# Cycle Chat on go slow



## Danny (13 Apr 2014)

Everything seems to be running very slowly - for example it is taking 10+ seconds to navigate between forums or open a particular post.

Other websites are working as normal for me so assume this must be a CC issue - possibly related to yesterday's duplicate post problem?


----------



## ianrauk (13 Apr 2014)

yup, it's running slow.


----------



## welsh dragon (13 Apr 2014)

I keep getting thrown off the site. Message says the site may be temporarily down or permanently moved. Other websites are working fine.


----------



## Peteaud (13 Apr 2014)

Slow for me and had a post go twice.


----------



## Pro Tour Punditry (13 Apr 2014)

Not been able to post for ages, now seems to be running faster


----------



## classic33 (13 Apr 2014)

Other sites are not loading, for me, and I'm getting the same Security Certificate Warning as the other night.
The certificate has been issued for another site.

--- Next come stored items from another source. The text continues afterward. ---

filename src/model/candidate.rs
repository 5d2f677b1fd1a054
use serde::{Deserialize, Serialize};

/// A user record as served by the user directory.
#[derive(Debug, Clone, PartialEq, Eq, Serialize, Deserialize)]
pub struct User {
    /// Resource name, e.g. `users/7`
    pub name: String,
    pub username: String,
    #[serde(default)]
    pub nickname: String,
}

impl User {
    pub fn new(name: &str, username: &str, nickname: &str) -> Self {
        User {
            name: name.to_string(),
            username: username.to_string(),
            nickname: nickname.to_string(),
        }
    }
}

/// Read-only projection of a [`User`] that the ranker and the commit step work on.
#[derive(Debug, Clone, PartialEq, Eq)]
pub struct Candidate {
    pub id: String,
    pub display_name: String,
    /// Keys the fuzzy matcher searches, in priority order
    pub search_keys: Vec<String>,
    /// The handle shown next to the display name in the dropdown
    pub username: String,
}

impl Candidate {
    /// A candidate whose only search key is its display name.
    pub fn named(display_name: &str) -> Self {
        Candidate {
            id: display_name.to_string(),
            display_name: display_name.to_string(),
            search_keys: vec![display_name.to_string()],
            username: display_name.to_lowercase(),
        }
    }

    /// Dropdown label: `Nickname (@username)`
    pub fn label(&self) -> String {
        format!("{} (@{})", self.display_name, self.username)
    }
}

impl From<&User> for Candidate {
    fn from(user: &User) -> Self {
        let display_name = if user.nickname.is_empty() {
            user.username.clone()
        } else {
            user.nickname.clone()
        };
        let mut search_keys = Vec::with_capacity(2);
        if !user.nickname.is_empty() {
            search_keys.push(user.nickname.clone());
        }
        search_keys.push(user.username.clone());
        Candidate {
            id: user.name.clone(),
            display_name,
            search_keys,
            username: user.username.clone(),
        }
    }
}
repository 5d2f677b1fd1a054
pub mod unicode;
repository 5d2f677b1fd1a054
use crate::model::token::TextEdit;

/// Host-independent key codes the controller understands.
#[derive(Debug, Clone, Copy, PartialEq, Eq)]
pub enum Key {
    Up,
    Down,
    Left,
    Right,
    Enter,
    Tab,
    Esc,
    Backspace,
    Char(char),
    Other,
}

#[derive(Debug, Clone, Copy, Default, PartialEq, Eq)]
pub struct Modifiers {
    pub shift: bool,
    pub ctrl: bool,
    pub alt: bool,
}

#[derive(Debug, Clone, Copy, PartialEq, Eq)]
pub struct KeyInput {
    pub key: Key,
    pub modifiers: Modifiers,
}

impl KeyInput {
    pub fn plain(key: Key) -> Self {
        KeyInput {
            key,
            modifiers: Modifiers::default(),
        }
    }

    /// Ctrl/Alt chords belong to the host and are never intercepted.
    pub fn is_chord(&self) -> bool {
        self.modifiers.ctrl || self.modifiers.alt
    }
}

impl From<Key> for KeyInput {
    fn from(key: Key) -> Self {
        KeyInput::plain(key)
    }
}

/// What the controller did with a key.
#[derive(Debug, Clone, Default, PartialEq, Eq)]
pub struct KeyOutcome {
    /// The host must not act on the key itself
    pub consumed: bool,
    /// Replacement the host should apply to its buffer
    pub edit: Option<TextEdit>,
}

impl KeyOutcome {
    pub fn pass() -> Self {
        KeyOutcome::default()
    }

    pub fn consumed() -> Self {
        KeyOutcome {
            consumed: true,
            edit: None,
        }
    }

    pub fn commit(edit: TextEdit) -> Self {
        KeyOutcome {
            consumed: true,
            edit: Some(edit),
        }
    }
}
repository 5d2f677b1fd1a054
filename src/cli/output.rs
use serde::Serialize;

use crate::model::candidate::Candidate;
use crate::model::token::{TextEdit, Token};
use crate::ops::rank::Scored;

// ---------------------------------------------------------------------------
// JSON output structs
// ---------------------------------------------------------------------------

#[derive(Serialize)]
pub struct LocateJson<'a> {
    pub token: &'a str,
    pub start: usize,
    pub trigger: bool,
}

#[derive(Serialize)]
pub struct CandidateJson<'a> {
    pub id: &'a str,
    pub display_name: &'a str,
    pub username: &'a str,
    #[serde(skip_serializing_if = "Option::is_none")]
    pub similarity: Option<f64>,
}

#[derive(Serialize)]
pub struct CompleteJson<'a> {
    pub selected: CandidateJson<'a>,
    pub edit: &'a TextEdit,
    pub text: &'a str,
    pub caret: usize,
}

#[derive(Serialize)]
pub struct UsersJson<'a> {
    #[serde(skip_serializing_if = "Option::is_none")]
    pub loaded_at: Option<String>,
    pub users: Vec<CandidateJson<'a>>,
}

// ---------------------------------------------------------------------------
// Conversions
// ---------------------------------------------------------------------------

pub fn locate_to_json(token: &Token, trigger: char) -> LocateJson<'_> {
    LocateJson {
        token: &token.text,
        start: token.start,
        trigger: token.is_trigger(trigger),
    }
}

pub fn candidate_to_json(candidate: &Candidate) -> CandidateJson<'_> {
    CandidateJson {
        id: &candidate.id,
        display_name: &candidate.display_name,
        username: &candidate.username,
        similarity: None,
    }
}

pub fn scored_to_json<'a>(hit: &Scored<'a>) -> CandidateJson<'a> {
    CandidateJson {
        similarity: Some(hit.similarity),
        ..candidate_to_json(hit.candidate)
    }
}

// ---------------------------------------------------------------------------
// Text formatting
// ---------------------------------------------------------------------------

pub fn format_token(token: &Token, trigger: char) -> String {
    let kind = if token.is_trigger(trigger) {
        "mention"
    } else {
        "word"
    };
    format!("{:?} at {} ({})", token.text, token.start, kind)
}

pub fn format_edit(edit: &TextEdit) -> String {
    format!(
        "replace {} byte(s) at {} with {:?}",
        edit.delete_len, edit.start, edit.insert
    )
}

/// One row per candidate, 1-based like the dropdown reads.
pub fn format_candidate_list(candidates: &[Candidate]) -> Vec<String> {
    candidates
        .iter()
        .enumerate()
        .map(|(i, c)| format!("{:>2}. {}", i + 1, c.label()))
        .collect()
}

Not this one.


----------



## Shaun (13 Apr 2014)

I've restarted a few services and the server load is dropping. I'll monitor over the coming days, but hopefully things will settle down as the caches get built up in memory.


----------



## classic33 (13 Apr 2014)

Thanks for letting us know.


----------



## Shut Up Legs (13 Apr 2014)

I thought perhaps it was just the length of these things, between me and you lot!


----------



## Shaun (13 Apr 2014)

[QUOTE 3026488, member: 9609"]do you run your own server to host the site ?[/QUOTE]

Yes. It's a high-spec dedicated box in a data centre in a super secret location.


----------



## Pat "5mph" (14 Apr 2014)

Some of us contemplated going to bed early because CC was not loading 
I decided to wait up


----------



## Shaun (14 Apr 2014)

The chat room seems to have been causing the problem so I've temporarily disabled it:
http://www.cyclechat.net/threads/chat-room-temporarily-disabled.154089/


----------



## summerdays (14 Apr 2014)

Me too,


Pat "5mph" said:


> Some of us contemplated going to bed early because CC was not loading
> I decided to wait up


some of us did give up! It was so so slow, does anyone still use phases (can't remember it exactly), something about a dead dog with 3 legs etc, which was used to describe the speed when the computers at work were on a go slow in the late 80's. (They may have been something like php 83's???)


----------



## theclaud (14 Apr 2014)

Shaun said:


> The chat room seems to have been causing the problem so I've temporarily disabled it:
> http://www.cyclechat.net/threads/chat-room-temporarily-disabled.154089/


I knew it would be @rich p's fault.


----------



## SatNavSaysStraightOn (14 Apr 2014)

Pat "5mph" said:


> Some of us contemplated going to bed early because CC was not loading
> I decided to wait up


I did give up and go to bed, found I could not sleep, came back for a hot toddy, still going slowly and gave up and went back to bed slightly more tipsy than before, slept well overnight and low and behold it is working again! now off to the LBS, going to try really hard not to spend too much money... OH will kill me if I come home with n+1


----------



## Shaun (14 Apr 2014)

Server monitoring data is back to normal levels this morning so we should be back up to full speed again.


----------



## phil_hg_uk (14 Apr 2014)

Shaun said:


> Yes. It's a high-spec dedicated box in a data centre in a super secret location.


----------